Open Tunings for Guitar: A Practical Guide to DADGAD, Open G, and Open D

Open tunings turn the guitar into a different instrument. Here's what each tuning is good for, how chord shapes change, and why recalculating voicings matters more than memorizing new shapes.

open tuning, DADGAD, Open G, Open D, alternate tuning, guitar

Open tunings change the open strings from standard EADGBE to form a chord when strummed open. This fundamentally changes how you think about the fretboard. Standard tuning is built for chromatic versatility — you can play in any key with movable shapes. Open tunings are built for resonance and voice leading — the open strings drone in the key of the tuning, and fretted notes create rich harmonic interactions with those drones.

DADGAD — the Celtic/tuning

Strings: D-A-D-G-A-D (low to high). Strummed open, it's a D5 chord (no third — neither major nor minor). This ambiguity is DADGAD's defining feature. A progression in D major sounds bright and open. The same shapes in D minor sound dark and modal. The tuning doesn't commit to major or minor until you fret the third.

DADGAD is popular in Celtic and folk music because the open-string drones create a harp-like quality. It's also used extensively in fingerstyle guitar (Pierre Bensusan, Andy McKee) and film scoring because the suspended, modal quality works for atmospheric texture.

Chord shapes in DADGAD don't resemble standard tuning shapes.

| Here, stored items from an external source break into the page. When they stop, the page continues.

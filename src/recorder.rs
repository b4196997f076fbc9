//! Late-arrival computation for submitted attendance entries.
//!
//! Arrival times come in as free text from the recording form. A missing or
//! blank time counts as arriving exactly on time; anything else must be
//! strict 24-hour `HH:MM`. Students arriving after the expected time get a
//! lateness note appended to their comment, which is also what the
//! statistics side later counts as a late arrival.

use crate::error::{Error, Result};
use chrono::NaiveTime;
use serde::Deserialize;

/// One submitted attendance entry for a single student.
#[derive(Debug, Clone, PartialEq, Eq, Deserialize)]
pub struct AttendanceEntry {
    pub student_id: i32,
    pub status_id: i32,
    pub arrival_time: Option<String>,
    pub comment: Option<String>,
}

/// The time everyone is expected in class.
pub fn expected_arrival() -> NaiveTime {
    NaiveTime::from_hms_opt(8, 0, 0).expect("08:00 is a valid time of day")
}

/// Parses a submitted arrival time.
///
/// Absent or blank input means the student was on time. Anything else must
/// match `HH:MM` with hours 00-23 and minutes 00-59.
pub fn parse_arrival(raw: Option<&str>) -> Result<NaiveTime> {
    let Some(raw) = raw else {
        return Ok(expected_arrival());
    };
    let trimmed = raw.trim();
    if trimmed.is_empty() {
        return Ok(expected_arrival());
    }

    let invalid = || Error::InvalidArrivalTime(raw.to_string());
    let (hours, minutes) = trimmed.split_once(':').ok_or_else(invalid)?;
    if hours.len() != 2 || minutes.len() != 2 {
        return Err(invalid());
    }
    if !hours.bytes().all(|b| b.is_ascii_digit()) || !minutes.bytes().all(|b| b.is_ascii_digit()) {
        return Err(invalid());
    }
    let hour: u32 = hours.parse().map_err(|_| invalid())?;
    let minute: u32 = minutes.parse().map_err(|_| invalid())?;
    NaiveTime::from_hms_opt(hour, minute, 0).ok_or_else(invalid)
}

/// Whole minutes of lateness relative to the expected arrival. Zero when on
/// time or early.
pub fn delay_minutes(arrival: NaiveTime) -> i64 {
    (arrival - expected_arrival()).num_minutes().max(0)
}

/// Appends the lateness note to a submitted comment.
///
/// A zero delay leaves the comment untouched. An existing non-empty comment
/// is joined with `" | "`; otherwise the note becomes the whole comment.
pub fn annotate_comment(comment: Option<&str>, delay: i64) -> Option<String> {
    if delay <= 0 {
        return comment.map(str::to_string);
    }
    let note = format!("Verspätung: {delay} Minuten");
    match comment {
        Some(existing) if !existing.is_empty() => Some(format!("{existing} | {note}")),
        _ => Some(note),
    }
}

/// Resolves the comment to store for one entry: parse the arrival, measure
/// the delay, annotate.
pub fn resolve_comment(entry: &AttendanceEntry) -> Result<Option<String>> {
    let arrival = parse_arrival(entry.arrival_time.as_deref())?;
    Ok(annotate_comment(entry.comment.as_deref(), delay_minutes(arrival)))
}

A G chord requires completely different fingerings because the open strings are tuned to D and A instead of E and B. You can't use your standard-tuning chord vocabulary. You either memorize new shapes (slow) or use a tool that recalculates voicings based on the current tuning (fast).

Open G — the slide/blues tuning

Strings: D-G-D-G-B-D. Strummed open, it's a G major chord. Barre across all six strings at any fret and you get a major chord — the Keith Richards technique. Remove one finger from the barre on the second string and you get a minor chord.

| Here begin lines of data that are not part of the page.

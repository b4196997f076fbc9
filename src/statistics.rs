//! Per-student attendance aggregation.

use crate::models::{AttendanceRecord, StatusCategory, StatusKind, Student};

/// Aggregate attendance summary for one student.
///
/// `student` is `None` when no records exist; callers treat that as the
/// no-data signal rather than an error.
#[derive(Debug, Clone, PartialEq, Default)]
pub struct StudentStatistics {
    pub student: Option<Student>,
    /// Share of Present records over all records, in percent. Unrounded;
    /// rounding is a presentation concern.
    pub attendance_rate: f64,
    pub excused: usize,
    pub unexcused: usize,
    pub sick: usize,
    /// Records whose comment mentions "verspätung", case-insensitively.
    /// Counted across all status categories.
    pub late: usize,
}

/// Computes the all-time summary from a student's full attendance history.
///
/// One pass over the records: bucket by status kind, count lateness notes in
/// comments. An empty history yields the all-zero summary with no student.
pub fn compute(
    student: Option<Student>,
    history: &[(AttendanceRecord, StatusCategory)],
) -> StudentStatistics {
    let total = history.len();
    if total == 0 {
        return StudentStatistics::default();
    }

    let mut present = 0usize;
    let mut excused = 0usize;
    let mut unexcused = 0usize;
    let mut sick = 0usize;
    let mut late = 0usize;

    for (record, status) in history {
        match status.kind() {
            StatusKind::Present => present += 1,
            StatusKind::Excused => excused += 1,
            StatusKind::Unexcused => unexcused += 1,
            StatusKind::Sick => sick += 1,
            StatusKind::Other => {}
        }
        let comment = record.comment.as_deref().unwrap_or("");
        if comment.to_lowercase().contains("verspätung") {
            late += 1;
        }
    }

    StudentStatistics {
        student,
        attendance_rate: present as f64 / total as f64 * 100.0,
        excused,
        unexcused,
        sick,
        late,
    }
}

Open G is the quintessential slide guitar tuning. The straight barre across all strings at one fret means every slide position is a chord. Delta blues slide players (Robert Johnson, Son House) used open G and open D almost exclusively.

For non-slide playing, open G offers rich, ringing chords that are impossible in standard tuning because every open string is part of a G major chord. A simple two-finger shape with open strings can sound more complex and resonant than a six-note barre chord in standard tuning.

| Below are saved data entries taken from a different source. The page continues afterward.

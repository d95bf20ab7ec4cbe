//! Result types for extraction output.
//!
//! [`Document`] is the uniform record every parser produces. Reddit threads
//! are parsed into [`RedditThread`] first and then flattened into a
//! `Document`; the thread type is public for callers that want the comment
//! forest itself. YouTube watch pages go through [`YouTubeVideo`] the same
//! way.

use serde::{Deserialize, Serialize};

/// Normalized, format-agnostic content of one page.
///
/// `text` and `markdown` are always present (possibly empty). Every other
/// field is absent rather than filled with a placeholder when it could not
/// be extracted.
#[derive(Debug, Clone, Default, PartialEq, Eq, Serialize, Deserialize)]
pub struct Document {
    /// Page or thread title.
    pub title: Option<String>,

    /// Author name.
    pub author: Option<String>,

    /// Publication date, ISO-8601 when it could be parsed, raw otherwise.
    pub date: Option<String>,

    /// Page description (meta description, OpenGraph, JSON-LD).
    pub description: Option<String>,

    /// Content language as an ISO 639-1 code.
    pub language: Option<String>,

    /// Source URL as supplied by the caller.
    pub url: String,

    /// Main content as plain text.
    pub text: String,

    /// Main content as Markdown.
    pub markdown: String,

    /// Absolute links discovered in the content, first-seen order, no duplicates.
    pub links: Vec<String>,
}

impl Document {
    /// Document carrying only the source URL, used when nothing could be extracted.
    #[must_use]
    pub fn empty(url: &str) -> Self {
        Self {
            url: url.to_string(),
            ..Self::default()
        }
    }
}

/// Outcome of an extraction, reported alongside the [`Document`].
#[derive(Debug, Clone, Copy, PartialEq, Eq, Hash, Serialize, Deserialize)]
#[serde(rename_all = "lowercase")]
pub enum ExtractionStatus {
    /// Every field the parser looks for was found and the body is non-empty.
    Success,
    /// The document is usable but some fields or the body are missing.
    Partial,
    /// The input could not be parsed; only `url` is populated.
    Failed,
}

impl ExtractionStatus {
    /// Lowercase label used in logs and the CLI.
    #[must_use]
    pub const fn as_str(self) -> &'static str {
        match self {
            Self::Success => "success",
            Self::Partial => "partial",
            Self::Failed => "failed",
        }
    }
}

impl std::fmt::Display for ExtractionStatus {
    fn fmt(&self, f: &mut std::fmt::Formatter<'_>) -> std::fmt::Result {
        f.write_str(self.as_str())
    }
}

/// Which parser produced a document.
#[derive(Debug, Clone, Copy, PartialEq, Eq, Hash, Serialize, Deserialize)]
#[serde(rename_all = "lowercase")]
pub enum ParserKind {
    /// Reddit thread parser.
    Reddit,
    /// YouTube watch page parser.
    YouTube,
    /// Generic boilerplate-removal extractor.
    Generic,
}

/// Result of a dispatched extraction.
#[derive(Debug, Clone, PartialEq, Eq)]
pub struct Extraction {
    /// The extracted document.
    pub document: Document,

    /// Overall status of the extraction.
    pub status: ExtractionStatus,

    /// Parser the dispatcher selected.
    pub parser: ParserKind,

    /// Non-fatal issues encountered during extraction, such as:
    /// - selector strategies exhausted for a field
    /// - no content block found
    /// - binary input that could not be parsed
    pub warnings: Vec<String>,
}

/// A Reddit thread: post metadata, post body and the comment forest.
#[derive(Debug, Clone, Default, PartialEq, Eq, Serialize, Deserialize)]
pub struct RedditThread {
    pub title: Option<String>,
    pub author: Option<String>,
    /// Subreddit name without the `r/` prefix.
    pub subreddit: Option<String>,
    pub score: Option<i64>,
    /// Post timestamp, ISO-8601 when parseable.
    pub date: Option<String>,
    /// Post body as plain text (empty for link posts).
    pub text: String,
    /// Post body as Markdown.
    pub markdown: String,
    pub url: String,
    /// Root comments in source order; replies hang off `children`.
    pub comments: Vec<RedditComment>,
}

impl RedditThread {
    /// Total number of comments in the forest, replies included.
    #[must_use]
    pub fn comment_count(&self) -> usize {
        self.comments.iter().map(RedditComment::subtree_len).sum()
    }
}

/// One comment in a Reddit comment forest.
#[derive(Debug, Clone, Default, PartialEq, Eq, Serialize, Deserialize)]
pub struct RedditComment {
    /// Author name without the `u/` prefix; absent for deleted comments.
    pub author: Option<String>,
    /// The author was shown as `[deleted]` or `[removed]`.
    pub deleted: bool,
    pub text: String,
    pub markdown: String,
    pub score: Option<i64>,
    pub timestamp: Option<String>,
    /// Nesting level, 0 for root comments.
    pub depth: usize,
    pub children: Vec<RedditComment>,
}

impl RedditComment {
    /// Number of comments in this subtree, including `self`.
    #[must_use]
    pub fn subtree_len(&self) -> usize {
        1 + self.children.iter().map(Self::subtree_len).sum::<usize>()
    }
}

/// A YouTube video, read from the JSON a watch page embeds.
#[derive(Debug, Clone, Default, PartialEq, Eq, Serialize, Deserialize)]
pub struct YouTubeVideo {
    /// The 11-character video id.
    pub video_id: Option<String>,
    pub title: Option<String>,
    /// Channel display name.
    pub channel: Option<String>,
    pub description: String,
    /// Links inside the description, redirect wrappers removed.
    pub description_links: Vec<DescriptionLink>,
    /// View count as displayed (`1,234,567 views`), or the raw count.
    pub view_count: Option<String>,
    /// Like count as displayed (`12K`).
    pub like_count: Option<String>,
    /// Upload date, ISO-8601 when parseable.
    pub upload_date: Option<String>,
    pub url: String,
}

/// A link in a video description and the text it covers.
#[derive(Debug, Clone, Default, PartialEq, Eq, Serialize, Deserialize)]
pub struct DescriptionLink {
    pub text: String,
    pub url: String,
}

#[cfg(test)]
mod tests {
    use super::*;

    fn comment(children: Vec<RedditComment>) -> RedditComment {
        RedditComment {
            children,
            ..RedditComment::default()
        }
    }

    #[test]
    fn comment_count_includes_replies() {
        let thread = RedditThread {
            comments: vec![comment(vec![comment(vec![comment(vec![])])]), comment(vec![])],
            ..RedditThread::default()
        };
        assert_eq!(thread.comment_count(), 4);
    }

    #[test]
    fn status_serializes_lowercase() {
        let json = match serde_json::to_string(&ExtractionStatus::Partial) {
            Ok(json) => json,
            Err(e) => panic!("serialization failed: {e}"),
        };
        assert_eq!(json, "\"partial\"");
        assert_eq!(ExtractionStatus::Failed.to_string(), "failed");
    }

    #[test]
    fn parser_kind_serializes_lowercase() {
        for (kind, name) in [
            (ParserKind::Reddit, "\"reddit\""),
            (ParserKind::YouTube, "\"youtube\""),
            (ParserKind::Generic, "\"generic\""),
        ] {
            match serde_json::to_string(&kind) {
                Ok(json) => assert_eq!(json, name),
                Err(e) => panic!("serialization failed: {e}"),
            }
        }
    }

    #[test]
    fn empty_document_keeps_url() {
        let document = Document::empty("https://example.com");
        assert_eq!(document.url, "https://example.com");
        assert!(document.text.is_empty() && document.markdown.is_empty());
        assert!(document.title.is_none() && document.links.is_empty());
    }
}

Open D — the darker open tuning

Strings: D-A-D-F#-A-D. Open D major chord. One whole step lower than open E, which gives it a darker, warmer character. Same barre principle as open G: barre at any fret for a major chord.

Open D is favored by slide players who want a darker tone than open E and by fingerstyle players who want the DADGAD-like drone quality but with a major third (F#) instead of the ambiguous suspended fourth (G in DADGAD).

The tool problem with alternate tunings

In standard tuning, you can look up "Cmaj7 guitar chord" and get a diagram that works. In DADGAD, that same search returns standard-tuning diagrams that produce completely different (and wrong) notes.

You need a chord reference that recalculates based on your current tuning. You tell it your strings are D-A-D-G-A-D and it shows where C, E, G, and B actually sit on the current fretboard. Without this, you're doing the note-location math in your head for every chord — which is slow, error-prone, and discouraging enough that most guitarists try an alternate tuning once, get frustrated, and go back to standard.